### SUPPLIED INFORMATION
- - - -
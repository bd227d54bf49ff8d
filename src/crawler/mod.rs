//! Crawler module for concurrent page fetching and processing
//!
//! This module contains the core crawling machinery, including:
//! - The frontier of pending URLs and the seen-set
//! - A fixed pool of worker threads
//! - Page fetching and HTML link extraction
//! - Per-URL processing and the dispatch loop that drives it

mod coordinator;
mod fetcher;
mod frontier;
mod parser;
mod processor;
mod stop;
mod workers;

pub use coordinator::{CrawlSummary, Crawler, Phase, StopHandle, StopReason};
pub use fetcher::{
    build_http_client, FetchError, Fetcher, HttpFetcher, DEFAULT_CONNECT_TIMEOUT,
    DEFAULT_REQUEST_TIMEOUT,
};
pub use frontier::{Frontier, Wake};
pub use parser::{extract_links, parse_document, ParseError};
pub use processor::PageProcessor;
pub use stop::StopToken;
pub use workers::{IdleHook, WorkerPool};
- - - -
Would you filter the records and copy each line that contains the word "module"?

//! Crawler module for concurrent page fetching and processing
//! This module contains the core crawling machinery, including:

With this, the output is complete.